In December 2008, Hsieh's entry Devil's Wake (originally titled Aeon of the Dead) won the monthly online contest sponsored by Zuda Comics, DC Comic's webcomic imprint. The full-color comic is written and digitally painted by Hsieh and ran for sixty pages on Zuda's website. Devil's Wake is available in digital format through the publishing website comiXology.

===Music===
Hsieh began playing guitar in the early nineties, and his band Teen Titans played "fast paced, nerd-core that looked up to the likes of the Pixies, Wire, and Huggy Bear." They released two 7" singles and were heavily involved in the local fanzine Peek-A-Boo, which later became Peek-A-Boo Records.

His next garage rock band, The 1-4-5s, released a debut single on Peek-a-Boo Records and was then signed to Estrus Records. Their first full-length, Rock Invasion, was released on Estrus. They released numerous 7" singles and toured the West Coast. The band also found some success in Japan where they toured and played with fellow Japanese garage rockers The 5.6.7.8's and Supersnazz.

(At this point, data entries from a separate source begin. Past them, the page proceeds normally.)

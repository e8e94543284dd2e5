//! Static attribute, skill and class catalog
//!
//! The catalog is injected at startup and never mutated. Declared order is
//! significant: attributes and skills are displayed in it, and skill
//! clamping drains skills in it.

use std::collections::{BTreeMap, HashSet};
use std::path::Path;

use serde::{Deserialize, Serialize};

/// Attribute whose modifier drives the skill point budget unless overridden
pub const DEFAULT_BUDGET_ATTRIBUTE: &str = "Intelligence";

#[derive(Debug, thiserror::Error)]
pub enum CatalogError {
    #[error("Failed to read catalog file: {0}")]
    Io(#[from] std::io::Error),
    #[error("Failed to parse catalog: {0}")]
    Parse(#[from] serde_json::Error),
    #[error("Catalog declares no attributes")]
    NoAttributes,
    #[error("Duplicate catalog entry: {0}")]
    Duplicate(String),
    #[error("Budget attribute '{0}' is not a catalog attribute")]
    UnknownBudgetAttribute(String),
    #[error("Skill '{skill}' is governed by unknown attribute '{attribute}'")]
    UnknownGoverningAttribute { skill: String, attribute: String },
    #[error("Class '{class}' requires unknown attribute '{attribute}'")]
    UnknownRequirement { class: String, attribute: String },
}

/// A skill and the attribute that governs its modifier
#[derive(Debug, Clone, PartialEq, Eq, Serialize, Deserialize)]
#[serde(rename_all = "camelCase")]
pub struct SkillDefinition {
    pub name: String,
    #[serde(alias = "governingAttribute")]
    pub attribute_modifier: String,
}

impl SkillDefinition {
    pub fn new(name: impl Into<String>, attribute_modifier: impl Into<String>) -> Self {
        Self {
            name: name.into(),
            attribute_modifier: attribute_modifier.into(),
        }
    }
}

/// A class and its minimum attribute values
#[derive(Debug, Clone, PartialEq, Eq, Serialize, Deserialize)]
pub struct ClassDefinition {
    pub name: String,
    #[serde(default)]
    pub requirements: BTreeMap<String, u32>,
}

impl ClassDefinition {
    pub fn new(name: impl Into<String>) -> Self {
        Self {
            name: name.into(),
            requirements: BTreeMap::new(),
        }
    }

    pub fn with_requirement(mut self, attribute: impl Into<String>, minimum: u32) -> Self {
        self.requirements.insert(attribute.into(), minimum);
        self
    }
}

#[derive(Debug, Clone, PartialEq, Eq, Serialize, Deserialize)]
#[serde(rename_all = "camelCase")]
pub struct Catalog {
    pub attributes: Vec<String>,
    pub skills: Vec<SkillDefinition>,
    pub classes: Vec<ClassDefinition>,
    #[serde(default = "default_budget_attribute")]
    pub budget_attribute: String,
}

fn default_budget_attribute() -> String {
    DEFAULT_BUDGET_ATTRIBUTE.to_string()
}

impl Default for Catalog {
    fn default() -> Self {
        Self::standard()
    }
}

impl Catalog {
    /// The six classic attributes, eighteen skills and three starter classes
    pub fn standard() -> Self {
        let attributes: Vec<String> = [
            "Strength",
            "Dexterity",
            "Constitution",
            "Intelligence",
            "Wisdom",
            "Charisma",
        ]
        .into_iter()
        .map(String::from)
        .collect();

        let skills = [
            ("Acrobatics", "Dexterity"),
            ("Animal Handling", "Wisdom"),
            ("Arcana", "Intelligence"),
            ("Athletics", "Strength"),
            ("Deception", "Charisma"),
            ("History", "Intelligence"),
            ("Insight", "Wisdom"),
            ("Intimidation", "Charisma"),
            ("Investigation", "Intelligence"),
            ("Medicine", "Wisdom"),
            ("Nature", "Intelligence"),
            ("Perception", "Wisdom"),
            ("Performance", "Charisma"),
            ("Persuasion", "Charisma"),
            ("Religion", "Intelligence"),
            ("Sleight of Hand", "Dexterity"),
            ("Stealth", "Dexterity"),
            ("Survival", "Wisdom"),
        ]
        .into_iter()
        .map(|(name, attribute)| SkillDefinition::new(name, attribute))
        .collect();

        let starter_class = |name: &str, primary: &str| {
            attributes.iter().fold(ClassDefinition::new(name), |class, attribute| {
                let minimum = if attribute == primary { 14 } else { 9 };
                class.with_requirement(attribute.clone(), minimum)
            })
        };
        let classes = vec![
            starter_class("Barbarian", "Strength"),
            starter_class("Wizard", "Intelligence"),
            starter_class("Bard", "Charisma"),
        ];

        Self {
            attributes,
            skills,
            classes,
            budget_attribute: default_budget_attribute(),
        }
    }

    /// Parse and validate a JSON catalog
    pub fn from_json(json: &str) -> Result<Self, CatalogError> {
        let catalog: Self = serde_json::from_str(json)?;
        catalog.validate()?;
        Ok(catalog)
    }

    pub fn from_json_file(path: impl AsRef<Path>) -> Result<Self, CatalogError> {
        let json = std::fs::read_to_string(path)?;
        Self::from_json(&json)
    }

    /// Structural checks only: names are unique and every reference resolves
    pub fn validate(&self) -> Result<(), CatalogError> {
        if self.attributes.is_empty() {
            return Err(CatalogError::NoAttributes);
        }

        let mut seen = HashSet::new();
        for attribute in &self.attributes {
            if !seen.insert(attribute.as_str()) {
                return Err(CatalogError::Duplicate(attribute.clone()));
            }
        }
        if !seen.contains(self.budget_attribute.as_str()) {
            return Err(CatalogError::UnknownBudgetAttribute(
                self.budget_attribute.clone(),
            ));
        }

        let mut skill_names = HashSet::new();
        for skill in &self.skills {
            if !skill_names.insert(skill.name.as_str()) {
                return Err(CatalogError::Duplicate(skill.name.clone()));
            }
            if !seen.contains(skill.attribute_modifier.as_str()) {
                return Err(CatalogError::UnknownGoverningAttribute {
                    skill: skill.name.clone(),
                    attribute: skill.attribute_modifier.clone(),
                });
            }
        }

        let mut class_names = HashSet::new();
        for class in &self.classes {
            if !class_names.insert(class.name.as_str()) {
                return Err(CatalogError::Duplicate(class.name.clone()));
            }
            if let Some(attribute) = class.requirements.keys().find(|a| !seen.contains(a.as_str())) {
                return Err(CatalogError::UnknownRequirement {
                    class: class.name.clone(),
                    attribute: attribute.clone(),
                });
            }
        }

        Ok(())
    }

    pub fn attribute_index(&self, name: &str) -> Option<usize> {
        self.attributes.iter().position(|a| a == name)
    }

    pub fn skill_index(&self, name: &str) -> Option<usize> {
        self.skills.iter().position(|s| s.name == name)
    }

    pub fn class(&self, name: &str) -> Option<&ClassDefinition> {
        self.classes.iter().find(|c| c.name == name)
    }

    pub fn skill(&self, name: &str) -> Option<&SkillDefinition> {
        self.skills.iter().find(|s| s.name == name)
    }
}

#[cfg(test)]
mod tests {
    use super::*;

    #[test]
    fn test_standard_catalog_is_valid() {
        let catalog = Catalog::standard();
        assert!(catalog.validate().is_ok());
        assert_eq!(catalog.attributes.len(), 6);
        assert_eq!(catalog.skills.len(), 18);
        assert_eq!(catalog.skills[0].name, "Acrobatics");
        assert_eq!(catalog.budget_attribute, "Intelligence");
    }

    #[test]
    fn test_standard_classes() {
        let catalog = Catalog::standard();
        let wizard = catalog.class("Wizard").unwrap();
        assert_eq!(wizard.requirements.get("Intelligence"), Some(&14));
        assert_eq!(wizard.requirements.get("Strength"), Some(&9));
        assert_eq!(wizard.requirements.len(), 6);
        assert!(catalog.class("Paladin").is_none());
    }

    #[test]
    fn test_from_json_accepts_governing_attribute_alias() {
        let json = r#"{
            "attributes": ["Might", "Wits"],
            "skills": [{"name": "Lifting", "governingAttribute": "Might"}],
            "classes": [{"name": "Brute", "requirements": {"Might": 12}}],
            "budgetAttribute": "Wits"
        }"#;

        let catalog = Catalog::from_json(json).unwrap();
        assert_eq!(catalog.skills[0].attribute_modifier, "Might");
        assert_eq!(catalog.budget_attribute, "Wits");
    }

    #[test]
    fn test_validate_rejects_dangling_references() {
        let mut catalog = Catalog::standard();
        catalog.budget_attribute = "Luck".to_string();
        assert!(matches!(
            catalog.validate(),
            Err(CatalogError::UnknownBudgetAttribute(name)) if name == "Luck"
        ));

        let mut catalog = Catalog::standard();
        catalog.skills.push(SkillDefinition::new("Gambling", "Luck"));
        assert!(matches!(
            catalog.validate(),
            Err(CatalogError::UnknownGoverningAttribute { .. })
        ));

        let mut catalog = Catalog::standard();
        catalog.classes.push(ClassDefinition::new("Rogue").with_requirement("Luck", 10));
        assert!(matches!(
            catalog.validate(),
            Err(CatalogError::UnknownRequirement { .. })
        ));

        let mut catalog = Catalog::standard();
        catalog.attributes.push("Strength".to_string());
        assert!(matches!(catalog.validate(), Err(CatalogError::Duplicate(_))));
    }

    #[test]
    fn test_from_json_rejects_empty_attributes() {
        let json = r#"{"attributes": [], "skills": [], "classes": []}"#;
        assert!(matches!(Catalog::from_json(json), Err(CatalogError::NoAttributes)));
    }
}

The band broke up shortly after releasing the 10" Rock 'N Roll Spook Party on Estrus.

After the 1-4-5s broke up, Hsieh formed a new garage rock band, The Wontons. They played for several years and toured America and Japan. The Wontons released several 7" singles under different record labels and contributed to numerous compilations. Their only full-length album, Hex Appeal, was released by Bloody Banner Records.

In December 1999, he was a part of Golden Millennium, a glam-rock supergroup featuring fellow Austin musicians from Spoon, The Kiss Offs, and Silver Scooter. He also played in the short-lived electro-punk band The Weirding.